[Records provided Boundary: Start]

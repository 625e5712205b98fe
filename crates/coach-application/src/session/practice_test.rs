#[cfg(test)]
mod tests {
    use crate::session::PracticeSession;
    use async_trait::async_trait;
    use coach_core::gateway::{
        BackendGateway, GatewayAction, GatewayError, GatewayRequest, GatewayResponse,
        failure_text,
    };
    use coach_core::language::Language;
    use coach_core::problem::ProblemCatalog;
    use coach_core::session::SessionSettings;
    use coach_core::skill::SkillLevel;
    use coach_core::store::{MemoryStore, PersistentStore};
    use coach_core::tables::TableKind;
    use coach_core::transcript::{Author, Turn};
    use std::sync::{Arc, Mutex};
    use std::time::Duration;
    use tokio::sync::Notify;

    /// Gateway double that records requests and answers from a script.
    struct ScriptedGateway {
        reply: Result<GatewayResponse, GatewayError>,
        requests: Mutex<Vec<GatewayRequest>>,
        gate: Option<Arc<Notify>>,
    }

    impl ScriptedGateway {
        fn replying(reply: Result<GatewayResponse, GatewayError>) -> Self {
            Self {
                reply,
                requests: Mutex::new(Vec::new()),
                gate: None,
            }
        }

        fn gated(reply: Result<GatewayResponse, GatewayError>, gate: Arc<Notify>) -> Self {
            Self {
                gate: Some(gate),
                ..Self::replying(reply)
            }
        }

        fn requests(&self) -> Vec<GatewayRequest> {
            self.requests.lock().unwrap().clone()
        }
    }

    #[async_trait]
    impl BackendGateway for ScriptedGateway {
        async fn send(&self, request: &GatewayRequest) -> Result<GatewayResponse, GatewayError> {
            self.requests.lock().unwrap().push(request.clone());
            if let Some(gate) = &self.gate {
                gate.notified().await;
            }
            self.reply.clone()
        }
    }

    fn text_reply(field: &str) -> Result<GatewayResponse, GatewayError> {
        Ok(GatewayResponse {
            response: Some(field.to_string()),
            ..Default::default()
        })
    }

    fn session_with(
        store: &MemoryStore,
        gateway: Arc<ScriptedGateway>,
    ) -> PracticeSession<MemoryStore> {
        PracticeSession::new(
            store.clone(),
            ProblemCatalog::default(),
            SessionSettings::default(),
            gateway,
        )
    }

    fn stored_code(store: &MemoryStore, problem_id: &str, language: &str) -> Option<String> {
        store
            .load_all()
            .tables
            .code
            .get(problem_id)
            .and_then(|slots| slots.get(&Language::new(language)))
            .cloned()
    }

    fn stored_turns(store: &MemoryStore, problem_id: &str) -> Vec<Turn> {
        store
            .load_all()
            .tables
            .chat
            .get(problem_id)
            .map(|transcript| transcript.turns().to_vec())
            .unwrap_or_default()
    }

    #[tokio::test(start_paused = true)]
    async fn test_rapid_edits_coalesce_into_one_write() {
        let store = MemoryStore::new();
        let session = session_with(&store, Arc::new(ScriptedGateway::replying(text_reply("ok"))));
        session.open("two-sum").await.unwrap();

        for i in 0..5 {
            session.edit(format!("draft {}", i)).await.unwrap();
            tokio::time::sleep(Duration::from_millis(100)).await;
        }
        assert_eq!(store.write_count(TableKind::Code), 0);

        tokio::time::sleep(Duration::from_millis(600)).await;

        assert_eq!(store.write_count(TableKind::Code), 1);
        assert_eq!(
            stored_code(&store, "two-sum", "javascript").as_deref(),
            Some("draft 4")
        );
    }

    #[tokio::test(start_paused = true)]
    async fn test_edit_before_switch_is_flushed() {
        let store = MemoryStore::new();
        let session = session_with(&store, Arc::new(ScriptedGateway::replying(text_reply("ok"))));
        session.open("two-sum").await.unwrap();
        session.edit("function twoSum() {}").await.unwrap();

        let opened = session.open("reverse-string").await.unwrap();

        assert_eq!(opened.problem_id(), "reverse-string");
        assert_eq!(
            stored_code(&store, "two-sum", "javascript").as_deref(),
            Some("function twoSum() {}")
        );

        // The cancelled timer must not write again.
        tokio::time::sleep(Duration::from_secs(2)).await;
        assert_eq!(store.write_count(TableKind::Code), 1);
    }

    #[tokio::test(start_paused = true)]
    async fn test_language_change_keeps_slots_apart() {
        let store = MemoryStore::new();
        let session = session_with(&store, Arc::new(ScriptedGateway::replying(text_reply("ok"))));
        session.open("two-sum").await.unwrap();
        session.change_language("python").await.unwrap();
        session.edit("def two_sum(): pass").await.unwrap();

        let active = session.change_language("javascript").await.unwrap();

        assert_eq!(active.code(), Language::new("javascript").starter_template());
        assert_eq!(
            stored_code(&store, "two-sum", "python").as_deref(),
            Some("def two_sum(): pass")
        );
    }

    #[tokio::test(start_paused = true)]
    async fn test_shutdown_flushes_pending_edit() {
        let store = MemoryStore::new();
        let session = session_with(&store, Arc::new(ScriptedGateway::replying(text_reply("ok"))));
        session.open("two-sum").await.unwrap();
        session.edit("unsaved").await.unwrap();

        session.shutdown().await;

        assert_eq!(stored_code(&store, "two-sum", "javascript").as_deref(), Some("unsaved"));
        assert!(session.active().await.is_none());
    }

    #[tokio::test(start_paused = true)]
    async fn test_debounce_still_commits_after_shutdown_and_reopen() {
        let store = MemoryStore::new();
        let session = session_with(&store, Arc::new(ScriptedGateway::replying(text_reply("ok"))));
        session.open("two-sum").await.unwrap();
        session.shutdown().await;

        session.open("two-sum").await.unwrap();
        session.edit("after reopen").await.unwrap();
        tokio::time::sleep(Duration::from_secs(5)).await;

        assert_eq!(store.write_count(TableKind::Code), 1);
        assert_eq!(
            stored_code(&store, "two-sum", "javascript").as_deref(),
            Some("after reopen")
        );
    }

    #[tokio::test]
    async fn test_ask_sends_snapshot_and_records_reply() {
        let store = MemoryStore::new();
        let gateway = Arc::new(ScriptedGateway::replying(text_reply("Try a hash map.")));
        let session = session_with(&store, gateway.clone());
        session.open("two-sum").await.unwrap();
        session.edit("let seen = {};").await.unwrap();

        let reply = session
            .ask(GatewayAction::Hint, Some("hint please".to_string()))
            .await
            .unwrap();

        assert_eq!(reply.problem_id, "two-sum");
        assert_eq!(reply.turn, Turn::assistant("Try a hash map."));
        assert!(reply.verdict.is_none());

        let requests = gateway.requests();
        assert_eq!(requests.len(), 1);
        assert_eq!(requests[0].action, GatewayAction::Hint);
        assert_eq!(requests[0].code, "let seen = {};");
        assert_eq!(requests[0].language, "javascript");
        assert_eq!(requests[0].message.as_deref(), Some("hint please"));
        assert_eq!(requests[0].skill_level, SkillLevel::Beginner);
        assert!(requests[0].problem_description.contains("target"));

        let turns = stored_turns(&store, "two-sum");
        assert_eq!(turns.len(), 3);
        assert_eq!(turns[1], Turn::user("hint please"));
        assert_eq!(turns[2], Turn::assistant("Try a hash map."));
    }

    #[tokio::test]
    async fn test_skill_level_follows_settings_and_changes() {
        let gateway = Arc::new(ScriptedGateway::replying(text_reply("ok")));
        let settings = SessionSettings {
            skill_level: SkillLevel::Advanced,
            ..SessionSettings::default()
        };
        let session = PracticeSession::new(
            MemoryStore::new(),
            ProblemCatalog::default(),
            settings,
            gateway.clone(),
        );
        session.open("two-sum").await.unwrap();

        session.ask(GatewayAction::Chat, Some("ready".to_string())).await.unwrap();
        session.set_skill_level(SkillLevel::Intermediate).await;
        session.ask(GatewayAction::Hint, None).await.unwrap();

        let levels: Vec<SkillLevel> = gateway
            .requests()
            .iter()
            .map(|request| request.skill_level)
            .collect();
        assert_eq!(levels, vec![SkillLevel::Advanced, SkillLevel::Intermediate]);
    }

    #[tokio::test]
    async fn test_gateway_failure_adds_one_failure_turn() {
        let store = MemoryStore::new();
        let error = GatewayError::Transport("connection refused".to_string());
        let gateway = Arc::new(ScriptedGateway::replying(Err(error.clone())));
        let session = session_with(&store, gateway);
        session.open("two-sum").await.unwrap();

        let reply = session
            .ask(GatewayAction::Chat, Some("hint please".to_string()))
            .await
            .unwrap();

        assert_eq!(reply.turn.text, failure_text(&error));
        let active = session.active().await.unwrap();
        let turns = active.transcript().turns();
        assert_eq!(turns.len(), 3);
        assert_eq!(turns[1], Turn::user("hint please"));
        assert_eq!(turns[2].author, Author::Assistant);
        assert_eq!(stored_turns(&store, "two-sum"), turns.to_vec());
    }

    #[tokio::test]
    async fn test_reply_error_field_is_a_failure() {
        let store = MemoryStore::new();
        let gateway = Arc::new(ScriptedGateway::replying(Ok(GatewayResponse {
            error: Some("model offline".to_string()),
            ..Default::default()
        })));
        let session = session_with(&store, gateway);
        session.open("two-sum").await.unwrap();

        let reply = session.ask(GatewayAction::Submit, None).await.unwrap();

        assert!(reply.turn.text.contains("model offline"));
        assert!(reply.verdict.is_none());
        // No message means no user turn: opening turn plus the reply.
        assert_eq!(stored_turns(&store, "two-sum").len(), 2);
    }

    #[tokio::test]
    async fn test_submit_reply_is_parsed_into_verdict() {
        let store = MemoryStore::new();
        let gateway = Arc::new(ScriptedGateway::replying(text_reply(
            "RESULT: PASS\nFEEDBACK: Handles duplicates correctly.",
        )));
        let session = session_with(&store, gateway);
        session.open("two-sum").await.unwrap();

        let reply = session.ask(GatewayAction::Submit, None).await.unwrap();

        let verdict = reply.verdict.unwrap();
        assert!(verdict.passed);
        assert_eq!(verdict.feedback, "Handles duplicates correctly.");
    }

    #[tokio::test]
    async fn test_late_reply_goes_to_originating_problem() {
        let store = MemoryStore::new();
        let gate = Arc::new(Notify::new());
        let gateway = Arc::new(ScriptedGateway::gated(text_reply("Use two pointers."), gate.clone()));
        let session = Arc::new(session_with(&store, gateway.clone()));
        session.open("two-sum").await.unwrap();

        let pending = {
            let session = Arc::clone(&session);
            tokio::spawn(async move {
                session
                    .ask(GatewayAction::Chat, Some("how do I start?".to_string()))
                    .await
            })
        };
        while gateway.requests().is_empty() {
            tokio::task::yield_now().await;
        }

        session.open("reverse-string").await.unwrap();
        gate.notify_one();
        let reply = pending.await.unwrap().unwrap();

        assert_eq!(reply.problem_id, "two-sum");
        let two_sum = stored_turns(&store, "two-sum");
        assert_eq!(two_sum.last(), Some(&Turn::assistant("Use two pointers.")));

        let active = session.active().await.unwrap();
        assert_eq!(active.problem_id(), "reverse-string");
        assert_eq!(active.transcript().len(), 1);
        assert!(stored_turns(&store, "reverse-string").is_empty());
    }

    #[tokio::test]
    async fn test_ask_without_active_problem_fails() {
        let gateway = Arc::new(ScriptedGateway::replying(text_reply("ok")));
        let session = session_with(&MemoryStore::new(), gateway.clone());

        assert!(session.ask(GatewayAction::Hint, None).await.is_err());
        assert!(gateway.requests().is_empty());
    }

    #[tokio::test]
    async fn test_clear_operations() {
        let store = MemoryStore::new();
        let session = session_with(&store, Arc::new(ScriptedGateway::replying(text_reply("ok"))));
        session.open("two-sum").await.unwrap();
        session.edit("scratch").await.unwrap();
        session.ask(GatewayAction::Chat, Some("hi".to_string())).await.unwrap();

        session.clear_code().await.unwrap();
        session.clear_chat().await.unwrap();

        let active = session.active().await.unwrap();
        assert_eq!(active.code(), Language::new("javascript").starter_template());
        assert_eq!(active.transcript().len(), 1);
        assert!(!active.has_pending_write());
    }
}

#[cfg(test)]
mod file_backed_tests {
    use crate::session::PracticeSession;
    use coach_infrastructure::CoachConfig;
    use coach_infrastructure::config::StorageConfig;
    use tempfile::TempDir;

    #[tokio::test(start_paused = true)]
    async fn test_from_config_persists_across_sessions() {
        let temp_dir = TempDir::new().unwrap();
        let config = CoachConfig {
            storage: StorageConfig {
                directory: Some(temp_dir.path().join("sessions")),
            },
            ..CoachConfig::default()
        };

        let first = PracticeSession::from_config(&config).unwrap();
        first.open("reverse-string").await.unwrap();
        first.change_language("python").await.unwrap();
        first.edit("def reverse(s): return s[::-1]").await.unwrap();
        first.shutdown().await;
        drop(first);

        let second = PracticeSession::from_config(&config).unwrap();
        let active = second.open("reverse-string").await.unwrap();
        assert_eq!(active.language().as_str(), "python");
        assert_eq!(active.code(), "def reverse(s): return s[::-1]");
    }
}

[Records provided Boundary: End]

[Exercise aim] For the listing above, state how many lines contain the string "unsaved". Give the number and nothing else.

[Response to the exercise] 2